At the left side of the plot, where series solution has not yet started to diverge, both solutions agree. But at the endpoint of the circle the solutions disagree. This is because we've travelled around a branch point. If go in another direction (i.e. selecting $v(t)=1-e^{it}$), we'll get yet another value at endpoint (this time with negative real and imaginary parts).
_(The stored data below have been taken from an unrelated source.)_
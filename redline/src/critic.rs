//! Critic markup codec.
//!
//! Encoding turns the annotation spans surviving in the serialized markdown
//! into inline critic tokens: `{--old--}` deletion, `{++new++}` insertion,
//! `{~~old~>new~~}` substitution. Decoding re-renders those tokens for a
//! target view. All transforms are pure functions over text; the compiled
//! patterns are process-wide immutable statics.
//!
//! Token content must not contain its own closing delimiter; inside a
//! substitution, `~>` and `~~}` are reserved. A decoder fed hand-edited text
//! with unbalanced delimiters leaves the unmatched text unannotated.

use redline_markup::AnnotationKind;
use regex::Regex;
use std::sync::LazyLock;

static CRITIC_DEL: LazyLock<Regex> =
    LazyLock::new(|| Regex::new(r"(?s)\{--(.*?)--\}").expect("static pattern"));
static CRITIC_INS: LazyLock<Regex> =
    LazyLock::new(|| Regex::new(r"(?s)\{\+\+(.*?)\+\+\}").expect("static pattern"));
// Non-greedy up to the first `~>` / `~~}`, equivalent to the reference
// lookahead pattern for well-formed tokens.
static CRITIC_SUB: LazyLock<Regex> =
    LazyLock::new(|| Regex::new(r"(?s)\{~~(.*?)~>(.*?)~~\}").expect("static pattern"));

static SPAN_SUB: LazyLock<Regex> = LazyLock::new(|| {
    Regex::new(r#"(?s)<span class="sub"><span class="del">(.*?)</span><span class="ins">(.*?)</span></span>"#)
        .expect("static pattern")
});
static SPAN_DEL: LazyLock<Regex> =
    LazyLock::new(|| Regex::new(r#"(?s)<span class="del">(.*?)</span>"#).expect("static pattern"));
static SPAN_INS: LazyLock<Regex> =
    LazyLock::new(|| Regex::new(r#"(?s)<span class="ins">(.*?)</span>"#).expect("static pattern"));
static DIV_DEL: LazyLock<Regex> = LazyLock::new(|| {
    Regex::new(r#"(?s)<div class="del">\s*(.*?)\s*</div>"#).expect("static pattern")
});
static DIV_INS: LazyLock<Regex> = LazyLock::new(|| {
    Regex::new(r#"(?s)<div class="ins">\s*(.*?)\s*</div>"#).expect("static pattern")
});

/// Target rendering of critic tokens.
#[derive(Debug, Clone, Copy, PartialEq, Eq)]
pub enum View {
    /// Explicit `<del>`/`<ins>` tag pairs.
    Html,
    /// Colored strike-through/underline markup; prepends an
    /// underline-capability preamble.
    Latex,
    /// Semantic deletion/insertion containers for native revision marks.
    TrackChanges,
    /// Post-change text only.
    Accept,
    /// Pre-change text only.
    Reject,
}

const LATEX_PREAMBLE: &str = "\\useunder{\\uline}{\\ulined}{}\n";

/// Span pattern and token template for each annotation kind.
fn span_encoding(kind: AnnotationKind) -> (&'static Regex, &'static str) {
    match kind {
        AnnotationKind::Sub => (&*SPAN_SUB, "{~~${1}~>${2}~~}"),
        AnnotationKind::Del => (&*SPAN_DEL, "{--${1}--}"),
        AnnotationKind::Ins => (&*SPAN_INS, "{++${1}++}"),
    }
}

/// Encode annotation spans in serialized markdown into critic tokens.
///
/// The substitution wrapper is rewritten first so its inner spans are
/// consumed with it; block-level `div` containers encode like spans with
/// their surrounding blank lines trimmed.
pub fn encode(text: &str) -> String {
    let mut out = text.to_string();
    for kind in [AnnotationKind::Sub, AnnotationKind::Del, AnnotationKind::Ins] {
        let (pattern, token) = span_encoding(kind);
        out = pattern.replace_all(&out, token).into_owned();
    }
    let out = DIV_DEL.replace_all(&out, "{--${1}--}");
    let out = DIV_INS.replace_all(&out, "{++${1}++}");
    out.into_owned()
}

/// Decode critic tokens in `text` for the given view.
pub fn decode(text: &str, view: View) -> String {
    let (del_rep, ins_rep, sub_rep): (&str, &str, &str) = match view {
        View::Html => (
            "<del>${1}</del>",
            "<ins>${1}</ins>",
            "<del>${1}</del><ins>${2}</ins>",
        ),
        View::Latex => (
            "<span>\\color{Maroon}~~<span>${1}</span>~~</span>",
            "<span>\\color{OliveGreen}\\ulined{}${1}</span>",
            "<span>\\color{RedOrange}~~<span>${1}</span>~~<span>\\ulined{}${2}</span></span>",
        ),
        View::TrackChanges => (
            r#"<span class="deletion">${1}</span>"#,
            r#"<span class="insertion">${1}</span>"#,
            r#"<span class="deletion">${1}</span><span class="insertion">${2}</span>"#,
        ),
        View::Accept => ("", "${1}", "${2}"),
        View::Reject => ("${1}", "", "${1}"),
    };

    let input = match view {
        View::Latex => format!("{LATEX_PREAMBLE}{text}"),
        _ => text.to_string(),
    };
    let out = CRITIC_DEL.replace_all(&input, del_rep);
    let out = CRITIC_INS.replace_all(&out, ins_rep);
    let out = CRITIC_SUB.replace_all(&out, sub_rep);
    out.into_owned()
}

/// Post-change text: insertions kept, deletions dropped.
pub fn accept(text: &str) -> String {
    decode(text, View::Accept)
}

/// Pre-change text: deletions kept, insertions dropped.
pub fn reject(text: &str) -> String {
    decode(text, View::Reject)
}

#[cfg(test)]
mod tests {
    use super::*;

    #[test]
    fn encodes_all_three_span_kinds() {
        let text = concat!(
            r#"<span class="sub"><span class="del">foo</span><span class="ins">Foo</span></span>"#,
            " bar ",
            r#"<span class="del">x</span><span class="ins">y</span>"#,
        );
        assert_eq!(encode(text), "{~~foo~>Foo~~} bar {--x--}{++y++}");
    }

    #[test]
    fn encodes_block_divs_with_trimmed_separation() {
        let text = "<div class=\"del\">\n\n![a](a.png)\n\n</div><div class=\"ins\">\n\n![b](b.png)\n\n</div>";
        assert_eq!(encode(text), "{--![a](a.png)--}{++![b](b.png)++}");
    }

    #[test]
    fn accept_reconstructs_post_change_text() {
        let text = "{~~foo~>Foo~~} bar {++new++}{--old--} baz";
        assert_eq!(accept(text), "Foo bar new baz");
    }

    #[test]
    fn reject_reconstructs_pre_change_text() {
        let text = "{~~foo~>Foo~~} bar {++new++}{--old--} baz";
        assert_eq!(reject(text), "foo bar old baz");
    }

    #[test]
    fn encode_then_accept_and_reject_round_trip() {
        let spans = concat!(
            r#"<span class="del">removed </span>"#,
            "kept ",
            r#"<span class="sub"><span class="del">a</span><span class="ins">b</span></span>"#,
            r#"<span class="ins"> added</span>"#,
        );
        let encoded = encode(spans);
        assert_eq!(accept(&encoded), "kept b added");
        assert_eq!(reject(&encoded), "removed kept a");
    }

    #[test]
    fn html_view_emits_tag_pairs() {
        let out = decode("{--a--}{++b++}{~~c~>d~~}", View::Html);
        assert_eq!(out, "<del>a</del><ins>b</ins><del>c</del><ins>d</ins>");
    }

    #[test]
    fn latex_view_prepends_preamble_once() {
        let out = decode("{++b++}", View::Latex);
        assert!(out.starts_with("\\useunder{\\uline}{\\ulined}{}\n"));
        assert!(out.contains("\\color{OliveGreen}\\ulined{}b"));
    }

    #[test]
    fn track_changes_view_uses_semantic_classes() {
        let out = decode("{~~a~>b~~}", View::TrackChanges);
        assert_eq!(
            out,
            r#"<span class="deletion">a</span><span class="insertion">b</span>"#
        );
    }

    #[test]
    fn multiline_token_content_is_matched() {
        let out = accept("{++line one\nline two++}");
        assert_eq!(out, "line one\nline two");
    }

    #[test]
    fn substitution_stops_at_first_separator() {
        // Tildes are allowed in content as long as the reserved sequences
        // do not appear.
        let out = decode("{~~x~y~>new~~}", View::Accept);
        assert_eq!(out, "new");
        assert_eq!(decode("{~~x~y~>new~~}", View::Reject), "x~y");
    }

    #[test]
    fn unbalanced_tokens_are_left_alone() {
        let text = "{++never closed";
        assert_eq!(accept(text), text);
        assert_eq!(decode(text, View::Html), text);
    }
}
Here's how this looks on parametric plot along with partial sums of expansions one at $z=0$ and another at $z=6+0.1i$ (left image is real part, right is imaginary part, red and green curves are solutions of Cauchy problem, rendered according to values of $v$):
Now that we can evaluate $\text{ierf}(z)$ at some points, let's generalize this procedure to access any point in complex plane. For this, let's define $v(t)=a \tanh(t)e^{it}$. Denote the point we want to find $\text{ierf}$ of $p$. Our endpoint will be $T=\arg(p)$ ($\arg$ is defined here to have range $(-\pi,\pi]$), but we have to adjust it to select correct path, choosing a branch, for which travel from $0$ to our $p$ is nearest; if $p\ge0$, we select path such that $\Im [v]\ge0$, otherwise we make $\Im [v]<0$. So, final $T$ will be:
$$T=\begin{cases}\arg(p)-\pi&0\le \arg(p)<\frac\pi2\\ \arg(p)+\pi&-\frac\pi2\le\arg(p)<0\\ \arg(p)&\text{otherwise}\end{cases}$$
Next, we need to define $a$. It'll just be such that $v(T)=p$. Here's how our path will look example $p=1.5+0.9i$:
Now, if we make some executable code from this and try to render $\text{ierf}(z)$, here's how the function will look (left real, right imaginary parts):
These plots have some stains, I think it's because of some numerical difficulties Mathematica had while solving Cauchy problem for some points. Nevertheless, the final goal to be able to compute and render $\text{ierf}(z),\;z\in\mathbb{C}$ is met.